**TASK DESCRIPTION**
Could you filter the records below down to the lines that include the word "RectElement"?

Entries taken from a collection
-=-=-=-=-
//! Paginated right-to-left table layout.
//!
//! Pure accumulator: turns merged rows into positioned text and rectangle
//! elements per fixed-size page. Nothing here touches the PDF object model,
//! so page breaks and group headers are testable with a stub font.
//!
//! PDF pages have a bottom-left origin; the cursor starts near the top of
//! the page and walks downward, and the table grows leftward from the right
//! margin.

use report_common::MergedRow;

use crate::font::ReportFont;

pub const PAGE_WIDTH: f32 = 595.0;
pub const PAGE_HEIGHT: f32 = 842.0;
pub const MARGIN: f32 = 40.0;
/// Extra horizontal bound keeping table borders clear of the page edge.
pub const SAFE_MARGIN: f32 = 50.0;
pub const ROW_HEIGHT: f32 = 25.0;

/// Vertical space reserved for the title and timestamp above the table.
const TITLE_BAND: f32 = 80.0;
const TITLE_SIZE: f32 = 20.0;
const HEADER_SIZE: f32 = 12.0;
const CELL_SIZE: f32 = 10.0;
/// The name column absorbs horizontal overflow down to this width.
const MIN_NAME_WIDTH: f32 = 150.0;

/// Report title drawn above the table on the first page.
pub const REPORT_TITLE: &str = "تقارير نتائج الطلاب";

/// Shade used for classroom group-header rows.
pub const GROUP_HEADER_FILL: [f32; 3] = [0.9, 0.9, 0.9];

/// Which merged-row field a column shows.
#[derive(Debug, Clone, Copy, PartialEq, Eq)]
pub enum ColumnField {
    Classroom,
    Total,
    Name,
    Course,
    Serial,
}

/// Static column descriptor; the table reads right-to-left.
#[derive(Debug, Clone)]
pub struct Column {
    pub title: &'static str,
    pub field: ColumnField,
    pub width: f32,
}

/// The five report columns in drawing order (leftmost first); the serial
/// column ends up at the right page edge.
#[must_use]
pub fn report_columns() -> Vec<Column> {
    vec![
        Column {
            title: "الصف",
            field: ColumnField::Classroom,
            width: 60.0,
        },
        Column {
            title: "الدرجة",
            field: ColumnField::Total,
            width: 60.0,
        },
        Column {
            title: "الاسم",
            field: ColumnField::Name,
            width: 270.0,
        },
        Column {
            title: "المادة",
            field: ColumnField::Course,
            width: 130.0,
        },
        Column {
            title: "م",
            field: ColumnField::Serial,
            width: 30.0,
        },
    ]
}

/// Cell text for one field of a merged row.
#[must_use]
pub fn field_text(row: &MergedRow, field: ColumnField) -> String {
    match field {
        ColumnField::Classroom => row.classroom.clone(),
        ColumnField::Total => format_total(row.total),
        ColumnField::Name => row.name.clone(),
        ColumnField::Course => row.course.clone(),
        ColumnField::Serial => row.serial.to_string(),
    }
}

/// Whole totals print without a decimal point ("85", not "85.0").
#[must_use]
pub fn format_total(total: f64) -> String {
    if total.fract() == 0.0 && total.abs() < 1e15 {
        format!("{}", total as i64)
    } else {
        format!("{total}")
    }
}

/// A positioned run of text.
#[derive(Debug, Clone, PartialEq)]
pub struct TextElement {
    pub x: f32,
    pub y: f32,
    pub size: f32,
    pub text: String,
}

/// An axis-aligned rectangle, stroked and optionally filled.
#[derive(Debug, Clone, PartialEq)]
pub struct RectElement {
    pub x: f32,
    pub y: f32,
    pub width: f32,
    pub height: f32,
    /// Fill color; only classroom group-header rows are shaded.
    pub fill: Option<[f32; 3]>,
}

/// One laid-out page.
#[derive(Debug, Clone, Default)]
pub struct PageLayout {
    pub texts: Vec<TextElement>,
    pub rects: Vec<RectElement>,
}

/// Lay out merged rows into bordered-grid pages.
///
/// Single cursor walk: title band and column-header row on the first page
/// only, then data rows with a shaded group-header row inserted on every
/// classroom change (the first row included). A page break happens when the
/// space left above the bottom margin is under one row height; after a break
/// neither the column header nor the open group header is repeated.
#[must_use]
pub fn lay_out_report(rows: &[MergedRow], date_line: &str, font: &dyn ReportFont) -> Vec<PageLayout> {
    let mut columns = report_columns();
    // Nominal width, before any name-column shrink. Group-header rows keep
    // using it, matching the clamped-origin edge case the report accepts.
    let table_width: f32 = columns.iter().map(|c| c.width).sum();
    let start_x = (PAGE_WIDTH - MARGIN - table_width).max(SAFE_MARGIN);

    let mut pages = Vec::new();
    let mut page = PageLayout::default();
    let mut y = PAGE_HEIGHT - MARGIN - TITLE_BAND;

    // Title, right-anchored within the printable width.
    let title_width = font.text_width(REPORT_TITLE, TITLE_SIZE);
    page.texts.push(TextElement {
        x: (PAGE_WIDTH - MARGIN - title_width).min(PAGE_WIDTH - SAFE_MARGIN - title_width),
        y: y + 20.0,
        size: TITLE_SIZE,
        text: REPORT_TITLE.to_string(),
    });

    // Timestamp line, left-anchored.
    page.texts.push(TextElement {
        x: MARGIN.max(SAFE_MARGIN),
        y: y + 10.0,
        size: HEADER_SIZE,
        text: date_line.to_string(),
    });

    y -= 40.0;

    // Shrink the name column by the exact overflow when the nominal widths
    // would cross the left safety margin.
    let overflow = start_x + table_width - (PAGE_WIDTH - SAFE_MARGIN);
    if overflow > 0.0 {
        columns[2].width = (columns[2].width - overflow).max(MIN_NAME_WIDTH);
    }

    // Column header row.
    let mut x = start_x;
    for col in &columns {
        page.rects.push(RectElement {
            x,
            y: y - ROW_HEIGHT,
            width: col.width,
            height: ROW_HEIGHT,
            fill: None,
        });
        let text_width = font.text_width(col.title, HEADER_SIZE);
        page.texts.push(TextElement {
            x: x + (col.width - text_width) / 2.0,
            y: y - 20.0,
            size: HEADER_SIZE,
            text: col.title.to_string(),
        });
        x += col.width;
    }
    y -= ROW_HEIGHT;

    let mut current_classroom: Option<&str> = None;
    for row in rows {
        if y < MARGIN + ROW_HEIGHT {
            pages.push(std::mem::take(&mut page));
            y = PAGE_HEIGHT - MARGIN;
        }

        if current_classroom != Some(row.classroom.as_str()) {
            y -= ROW_HEIGHT;
            page.rects.push(RectElement {
                x: start_x,
                y: y - ROW_HEIGHT,
                width: table_width,
                height: ROW_HEIGHT,
                fill: Some(GROUP_HEADER_FILL),
            });
            let label = format!("الصف: {}", row.classroom);
            let label_width = font.text_width(&label, HEADER_SIZE);
            page.texts.push(TextElement {
                x: start_x + (table_width - label_width) / 2.0,
                y: y - 20.0,
                size: HEADER_SIZE,
                text: label,
            });
            current_classroom = Some(row.classroom.as_str());
            y -= ROW_HEIGHT;
        }

        let mut x = start_x;
        for col in &columns {
            page.rects.push(RectElement {
                x,
                y: y - ROW_HEIGHT,
                width: col.width,
                height: ROW_HEIGHT,
                fill: None,
            });
            let value = field_text(row, col.field);
            let value_width = font.text_width(&value, CELL_SIZE);
            page.texts.push(TextElement {
                x: x + (col.width - value_width) / 2.0,
                y: y - 20.0,
                size: CELL_SIZE,
                text: value,
            });
            x += col.width;
        }
        y -= ROW_HEIGHT;
    }

    pages.push(page);
    pages
}
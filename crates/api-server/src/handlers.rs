//! HTTP request handlers for API endpoints

use axum::{
    extract::State,
    http::{header, StatusCode},
    response::IntoResponse,
    Json,
};
use tracing::{error, info};

use crate::types::{
    ErrorResponse, GenerateReportRequest, HealthResponse, MSG_MISSING_INPUT, MSG_NO_VALID_ROWS,
    MSG_RENDER_FAILED, REPORT_FILENAME,
};
use crate::ApiState;
use report_orchestrator::generate_report;

type ApiError = (StatusCode, Json<ErrorResponse>);

/// Health check endpoint
pub async fn health_check() -> impl IntoResponse {
    Json(HealthResponse {
        status: "ok".to_string(),
        version: env!("CARGO_PKG_VERSION").to_string(),
    })
}

/// Generate the classroom-grouped marks report.
///
/// The whole pipeline is synchronous and request-scoped; it runs on the
/// blocking pool so layout and serialization stay off the async workers.
pub async fn generate_student_report(
    State(state): State<ApiState>,
    Json(request): Json<GenerateReportRequest>,
) -> Result<impl IntoResponse, ApiError> {
    let GenerateReportRequest {
        marks_data,
        student_data,
    } = request;
    let (Some(marks), Some(students)) = (marks_data, student_data) else {
        return Err(bad_request(MSG_MISSING_INPUT));
    };
    info!(
        marks = marks.len(),
        students = students.len(),
        "report generation request"
    );

    let font = state.font.clone();
    let pdf = tokio::task::spawn_blocking(move || {
        generate_report(&marks, &students, font.as_ref())
    })
    .await
    .map_err(|e| {
        error!("report task panicked: {e}");
        render_failure(e.to_string())
    })?
    .map_err(|e| {
        if e.is_validation() {
            bad_request(MSG_NO_VALID_ROWS)
        } else {
            error!("report generation failed: {e}");
            render_failure(e.to_string())
        }
    })?;

    Ok((
        StatusCode::OK,
        [
            (header::CONTENT_TYPE, "application/pdf".to_string()),
            (
                header::CONTENT_DISPOSITION,
                format!("attachment; filename={REPORT_FILENAME}"),
            ),
        ],
        pdf,
    ))
}

fn bad_request(message: &str) -> ApiError {
    (
        StatusCode::BAD_REQUEST,
        Json(ErrorResponse {
            error: message.to_string(),
            details: None,
        }),
    )
}

fn render_failure(details: String) -> ApiError {
    (
        StatusCode::INTERNAL_SERVER_ERROR,
        Json(ErrorResponse {
            error: MSG_RENDER_FAILED.to_string(),
            details: Some(details),
        }),
    )
}
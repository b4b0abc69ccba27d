//! Record cleaning: loosely-shaped upload rows to typed records.

use report_common::{MarkRecord, StudentRecord};
use serde_json::Value;
use tracing::debug;

use crate::alias;

/// Extract mark records from raw upload rows.
///
/// A row is kept only when it is an object carrying a non-empty student name
/// under any of the known headers; other fields fall back to the unknown
/// placeholder (or 0 for the total). Input order is preserved.
#[must_use]
pub fn clean_marks(rows: &[Value]) -> Vec<MarkRecord> {
    let cleaned: Vec<MarkRecord> = rows
        .iter()
        .filter_map(Value::as_object)
        .filter(|row| alias::FULL_NAME.resolve(row).is_some())
        .map(|row| MarkRecord {
            course: alias::COURSE.resolve_text(row),
            name: alias::FULL_NAME.resolve_text(row),
            total: parse_total(alias::TOTAL.resolve(row)),
        })
        .collect();
    debug!(raw = rows.len(), kept = cleaned.len(), "cleaned mark rows");
    cleaned
}

/// Extract roster records from raw upload rows.
///
/// A row is kept only when it carries a non-empty corrected name.
#[must_use]
pub fn clean_students(rows: &[Value]) -> Vec<StudentRecord> {
    let cleaned: Vec<StudentRecord> = rows
        .iter()
        .filter_map(Value::as_object)
        .filter(|row| alias::CORRECTED_NAME.resolve(row).is_some())
        .map(|row| StudentRecord {
            corrected_name: alias::CORRECTED_NAME.resolve_text(row),
            classroom: alias::CLASSROOM.resolve_text(row),
        })
        .collect();
    debug!(raw = rows.len(), kept = cleaned.len(), "cleaned roster rows");
    cleaned
}

/// Coerce a raw total cell to a number.
///
/// Numbers pass through. Strings may carry thousands separators and a
/// "-"-joined grade suffix ("85-A"); commas are stripped, only the first
/// "-" segment counts, and parsing takes the leading numeric prefix.
/// Anything else yields 0.
#[must_use]
pub fn parse_total(value: Option<&Value>) -> f64 {
    match value {
        Some(Value::Number(n)) => n.as_f64().unwrap_or(0.0),
        Some(Value::String(s)) => {
            let no_commas = s.replace(',', "");
            let first = no_commas.split('-').next().unwrap_or("");
            leading_float(first.trim())
        }
        _ => 0.0,
    }
}

/// Parse the longest numeric prefix of `s`, or 0 when no digit is present.
fn leading_float(s: &str) -> f64 {
    let mut end = 0;
    let mut seen_digit = false;
    let mut seen_dot = false;
    for (i, c) in s.char_indices() {
        match c {
            '+' if i == 0 => {}
            '.' if !seen_dot => seen_dot = true,
            '0'..='9' => seen_digit = true,
            _ => break,
        }
        end = i + c.len_utf8();
    }
    if !seen_digit {
        return 0.0;
    }
    s[..end].parse().unwrap_or(0.0)
}
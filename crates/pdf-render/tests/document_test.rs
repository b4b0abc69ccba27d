//! Document round-trip tests: lay out rows, serialize, reload with lopdf.

use lopdf::{Dictionary, Document, Object, ObjectId};
use report_common::MergedRow;
use report_pdf_render::{lay_out_report, write_document, RenderError, ReportFont};

/// Stub that registers plain Helvetica instead of an embedded TTF.
///
/// Structurally valid for round-trip tests without a font file on disk;
/// glyph fidelity does not matter here.
struct HelveticaStub;

impl ReportFont for HelveticaStub {
    fn text_width(&self, text: &str, size: f32) -> f32 {
        text.chars().count() as f32 * size * 0.5
    }

    fn encode_text(&self, text: &str) -> String {
        text.bytes().map(|b| format!("{b:02X}")).collect()
    }

    fn add_to_document(&self, doc: &mut Document) -> Result<ObjectId, RenderError> {
        Ok(doc.add_object(Dictionary::from_iter([
            ("Type", Object::Name(b"Font".to_vec())),
            ("Subtype", Object::Name(b"Type1".to_vec())),
            ("BaseFont", Object::Name(b"Helvetica".to_vec())),
        ])))
    }
}

fn rows(classrooms: &[&str]) -> Vec<MergedRow> {
    classrooms
        .iter()
        .enumerate()
        .map(|(i, c)| MergedRow {
            serial: i as u32 + 1,
            course: "علوم".to_string(),
            name: format!("طالبة {i}"),
            total: 90.0,
            classroom: (*c).to_string(),
        })
        .collect()
}

#[test]
fn writes_a_loadable_single_page_document() {
    let pages = lay_out_report(&rows(&["1A", "1A", "2B"]), "تاريخ: 01/01/2026", &HelveticaStub);
    let bytes = write_document(&pages, &HelveticaStub).expect("write pdf");

    assert!(bytes.starts_with(b"%PDF-"));
    let doc = Document::load_mem(&bytes).expect("reload pdf");
    assert_eq!(doc.get_pages().len(), 1);
}

#[test]
fn page_break_produces_multi_page_document() {
    let pages = lay_out_report(&rows(&["1A"; 40]), "تاريخ: 01/01/2026", &HelveticaStub);
    let bytes = write_document(&pages, &HelveticaStub).expect("write pdf");

    let doc = Document::load_mem(&bytes).expect("reload pdf");
    assert_eq!(doc.get_pages().len() as usize, pages.len());
    assert!(doc.get_pages().len() >= 2);
}

#[test]
fn media_box_matches_fixed_page_size() {
    let pages = lay_out_report(&rows(&["1A"]), "تاريخ", &HelveticaStub);
    let bytes = write_document(&pages, &HelveticaStub).expect("write pdf");

    let doc = Document::load_mem(&bytes).expect("reload pdf");
    let (_, page_id) = doc.get_pages().into_iter().next().expect("one page");
    let page = doc
        .get_object(page_id)
        .and_then(Object::as_dict)
        .expect("page dict");
    let media_box = page
        .get(b"MediaBox")
        .and_then(Object::as_array)
        .expect("media box");
    let dims: Vec<i64> = media_box.iter().filter_map(|o| o.as_i64().ok()).collect();
    assert_eq!(dims, vec![0, 0, 595, 842]);
}

#[test]
fn embedding_failure_surfaces_as_error() {
    struct BrokenFont;
    impl ReportFont for BrokenFont {
        fn text_width(&self, _: &str, _: f32) -> f32 {
            0.0
        }
        fn encode_text(&self, _: &str) -> String {
            String::new()
        }
        fn add_to_document(&self, _: &mut Document) -> Result<ObjectId, RenderError> {
            Err(RenderError::Font("corrupt font".to_string()))
        }
    }

    let pages = lay_out_report(&rows(&["1A"]), "تاريخ", &BrokenFont);
    let err = write_document(&pages, &BrokenFont).expect_err("must fail");
    assert!(matches!(err, RenderError::Font(_)));
}
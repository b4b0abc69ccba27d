//! Report API server binary entry point

use report_api_server::{start_server, ApiState};
use report_pdf_render::EmbeddedFont;
use std::path::Path;
use tracing_subscriber::{layer::SubscriberExt, util::SubscriberInitExt};

#[tokio::main]
async fn main() -> Result<(), Box<dyn std::error::Error>> {
    // Initialize tracing
    tracing_subscriber::registry()
        .with(
            tracing_subscriber::EnvFilter::try_from_default_env()
                .unwrap_or_else(|_| "report_api_server=info,tower_http=debug".into()),
        )
        .with(tracing_subscriber::fmt::layer())
        .init();

    let addr = std::env::var("REPORT_SERVER_ADDR").unwrap_or_else(|_| "0.0.0.0:8080".to_string());
    let font_path = std::env::var("REPORT_FONT_PATH")
        .unwrap_or_else(|_| "assets/Tajawal-Regular.ttf".to_string());

    // The font is the only startup resource; fail fast if it is unusable.
    let font = EmbeddedFont::from_file(Path::new(&font_path))?;
    tracing::info!("Loaded report font from {}", font_path);

    let state = ApiState::new(font);
    tracing::info!("Starting Student Marks Report API Server");
    start_server(&addr, state).await?;

    Ok(())
}
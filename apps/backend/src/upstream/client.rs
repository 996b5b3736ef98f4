//! Typed client for the subscription-management panel.

use async_trait::async_trait;
use reqwest::StatusCode;
use serde_json::Value;
use tracing::debug;

use crate::config::AppConfig;
use crate::error::AppError;
use crate::upstream::models::{Device, UpstreamUser};
use crate::upstream::normalize;

/// The three panel operations the gateway consumes. Pluggable so tests can
/// substitute a scripted implementation.
#[async_trait]
pub trait SubscriptionApi: Send + Sync {
    /// Look up a panel user by the external (telegram) id. Upstream 404 is
    /// `None`; any other non-2xx propagates as an upstream failure.
    async fn fetch_user_by_external_id(
        &self,
        external_id: i64,
    ) -> Result<Option<UpstreamUser>, AppError>;

    async fn list_devices(&self, user_id: i64) -> Result<Vec<Device>, AppError>;

    /// Delete one device. At-least-once semantics: callers must re-fetch
    /// the device list afterwards instead of trusting local state.
    async fn delete_device(&self, user_id: i64, hwid: &str) -> Result<(), AppError>;
}

/// reqwest-backed implementation talking to one panel base URL with a
/// bearer token. Every call is bounded by the configured request timeout.
pub struct HttpSubscriptionApi {
    http: reqwest::Client,
    base_url: String,
    token: String,
}

impl HttpSubscriptionApi {
    pub fn new(config: &AppConfig) -> Result<Self, AppError> {
        let http = reqwest::Client::builder()
            .timeout(config.upstream_timeout)
            .build()
            .map_err(|e| AppError::internal(format!("failed to build upstream client: {e}")))?;
        Ok(Self {
            http,
            base_url: config.upstream_base_url.clone(),
            token: config.upstream_token.clone(),
        })
    }

    fn url(&self, path: &str) -> String {
        format!("{}{path}", self.base_url)
    }

    async fn send(&self, req: reqwest::RequestBuilder) -> Result<reqwest::Response, AppError> {
        req.bearer_auth(&self.token)
            .send()
            .await
            .map_err(map_transport_err)
    }
}

fn map_transport_err(e: reqwest::Error) -> AppError {
    if e.is_timeout() {
        AppError::upstream_unavailable("request timed out".to_string())
    } else {
        AppError::upstream_unavailable(e.to_string())
    }
}

/// Turn a non-2xx response into an upstream error carrying the status and
/// a truncated body excerpt for the logs.
async fn status_error(resp: reqwest::Response) -> AppError {
    let status = resp.status().as_u16();
    let body = resp.text().await.unwrap_or_default();
    AppError::upstream(status, body_excerpt(body))
}

/// Bound the logged body excerpt. Walks back to a char boundary so a
/// multi-byte character straddling the limit never splits.
fn body_excerpt(mut body: String) -> String {
    const MAX_EXCERPT_BYTES: usize = 512;
    if body.len() > MAX_EXCERPT_BYTES {
        let mut end = MAX_EXCERPT_BYTES;
        while !body.is_char_boundary(end) {
            end -= 1;
        }
        body.truncate(end);
    }
    body
}

async fn json_body(resp: reqwest::Response) -> Result<Value, AppError> {
    resp.json::<Value>()
        .await
        .map_err(|e| AppError::upstream_unavailable(format!("invalid JSON body: {e}")))
}

#[async_trait]
impl SubscriptionApi for HttpSubscriptionApi {
    async fn fetch_user_by_external_id(
        &self,
        external_id: i64,
    ) -> Result<Option<UpstreamUser>, AppError> {
        let url = self.url(&format!("/api/users/by-username/{external_id}"));
        let resp = self.send(self.http.get(&url)).await?;

        if resp.status() == StatusCode::NOT_FOUND {
            return Ok(None);
        }
        if !resp.status().is_success() {
            return Err(status_error(resp).await);
        }

        let user = normalize::user_from_value(json_body(resp).await?)?;
        Ok(Some(user))
    }

    async fn list_devices(&self, user_id: i64) -> Result<Vec<Device>, AppError> {
        let url = self.url(&format!("/api/users/{user_id}/devices"));
        let resp = self.send(self.http.get(&url)).await?;

        if !resp.status().is_success() {
            return Err(status_error(resp).await);
        }

        normalize::devices_from_value(json_body(resp).await?)
    }

    async fn delete_device(&self, user_id: i64, hwid: &str) -> Result<(), AppError> {
        let url = self.url(&format!("/api/users/{user_id}/devices/{hwid}"));
        let resp = self.send(self.http.delete(&url)).await?;

        // A 404 means the device is already gone; the caller reconciles by
        // re-reading the list either way.
        if resp.status() == StatusCode::NOT_FOUND {
            debug!(user_id, hwid, "delete target already absent upstream");
            return Ok(());
        }
        if !resp.status().is_success() {
            return Err(status_error(resp).await);
        }

        Ok(())
    }
}
use actix_session::Session;
use actix_web::{web, HttpResponse, Result};
use serde::Serialize;
use time::OffsetDateTime;
use tracing::{info, warn};

use crate::auth::models::{LoginPayload, SessionIdentity};
use crate::auth::session;
use crate::auth::signature::verify_login_signature;
use crate::error::AppError;
use crate::state::app_state::AppState;

#[derive(Debug, Serialize)]
struct OkResponse {
    ok: bool,
}

/// Handle the Telegram login-widget callback: verify the payload signature
/// and freshness, then issue a session. Failed verification is logged as a
/// potential tampering attempt.
async fn telegram_callback(
    payload: web::Json<LoginPayload>,
    http_session: Session,
    app_state: web::Data<AppState>,
) -> Result<HttpResponse, AppError> {
    let payload = payload.into_inner();

    if !verify_login_signature(&payload, &app_state.security.bot_token) {
        warn!(
            telegram_id = payload.id,
            "login callback failed signature verification"
        );
        return Err(AppError::invalid_signature());
    }

    let age = OffsetDateTime::now_utc().unix_timestamp() - payload.auth_date;
    if age > app_state.security.auth_max_age.as_secs() as i64 {
        warn!(telegram_id = payload.id, age, "login callback auth_date too old");
        return Err(AppError::invalid_signature());
    }

    // Fresh cookie on every login; only the identity claims are stored,
    // never the hash or auth_date.
    http_session.renew();
    session::store_identity(&http_session, &SessionIdentity::from(&payload))?;

    info!(telegram_id = payload.id, "login verified");
    Ok(HttpResponse::Ok().json(OkResponse { ok: true }))
}

/// Clear the session. Idempotent; succeeds with or without a session.
async fn logout(http_session: Session) -> Result<HttpResponse, AppError> {
    session::clear(&http_session);
    Ok(HttpResponse::Ok().json(OkResponse { ok: true }))
}

pub fn configure_routes(cfg: &mut web::ServiceConfig) {
    cfg.service(
        web::resource("/api/auth/telegram/callback").route(web::post().to(telegram_callback)),
    )
    .service(web::resource("/api/auth/logout").route(web::post().to(logout)));
}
-=-=-=-=-
**RESULT FOR THIS EXERCISE**
pub struct RectElement {
    pub rects: Vec<RectElement>,
        page.rects.push(RectElement {
            page.rects.push(RectElement {
            page.rects.push(RectElement {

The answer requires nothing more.